Yes Christine, let’s get on with it, show us your support:
Presentation by Morgan Williams, Biochar Solutions.
https://www.youtube.com/watch?v=OGf7j8Pa0BY
Published on Jan 1, 2013
Biochar Solutions, The Virgin Earth Challenge, and The Need for Industrywide Collaboration to Reach A Giggaton. Sonoma, California. July 2012.
A brief overview of the Virgin Earth Challenge is provided along with a discussion on how the biochar industry could meaningfully contribute to the sequestration of carbon at a giggaton scale.
Video curtesy of The Sonoma Biochar Initiative.
The problems of climate change, ecosystem devastation and over population have been known and warned about since the 1970’s.
Nothing was done. It’s rather too late now.

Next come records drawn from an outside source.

//! # Meta-Argument Schemas
//!
//! Schemas synthesized for the `count` and `for_each` meta-arguments. When a
//! body enables the matching extension these override any declared attribute
//! of the same name.

use std::collections::BTreeMap;

use confsem_core::{Address, Type};

use crate::attribute::AttributeSchema;
use crate::constraint::Constraint;

/// Attribute name of the `count` meta-argument.
pub const COUNT: &str = "count";

/// Attribute name of the `for_each` meta-argument.
pub const FOR_EACH: &str = "for_each";

/// Schema of `count = <number>`.
pub fn count_attribute_schema() -> AttributeSchema {
    AttributeSchema {
        description: Some(
            "Total number of instances of this block.\n\n\
             Not compatible with `for_each`."
                .into(),
        ),
        ..AttributeSchema::optional(Constraint::AnyExpression { of_type: Type::Number })
    }
}

/// Schema of `for_each = <map | set(string) | object>`.
pub fn for_each_attribute_schema() -> AttributeSchema {
    AttributeSchema {
        description: Some(
            "A meta-argument that accepts a map or a set of strings, and creates \
             an instance for each item in that map or set.\n\n\
             Not compatible with `count`."
                .into(),
        ),
        ..AttributeSchema::optional(Constraint::OneOf {
            of: vec![
                Constraint::AnyExpression { of_type: Type::map(Type::Dynamic) },
                Constraint::AnyExpression { of_type: Type::set(Type::String) },
                Constraint::AnyExpression { of_type: Type::Object(BTreeMap::new()) },
            ],
        })
    }
}

/// `count.index`
pub fn count_index_address() -> Address {
    Address::root("count").attr("index")
}

/// `each.key`
pub fn each_key_address() -> Address {
    Address::root("each").attr("key")
}

/// `each.value`
pub fn each_value_address() -> Address {
    Address::root("each").attr("value")
}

So what happens when, for example, food and fresh water crises become critical to survival of entire nations? What if many of these have very large military forces and nuclear weapons?
Unlikely scenario? Well there is a widespread claim that the “Arab spring” was initially triggered by relatively small rises in food prices. And where did that lead?
I unfortunately agree that Paul Gilding’s great disruption is awaiting us all, and not that far away either.
Late to this circle jerk. Heatwaves and other extreme weather events are not attributable to global warming according to Mainstream Climate Science ©
http://www.nature.com/news/extreme-weather-1.11428
Despite MODELS saying otherwise, maybe it’s cherry-picking, or outright something else.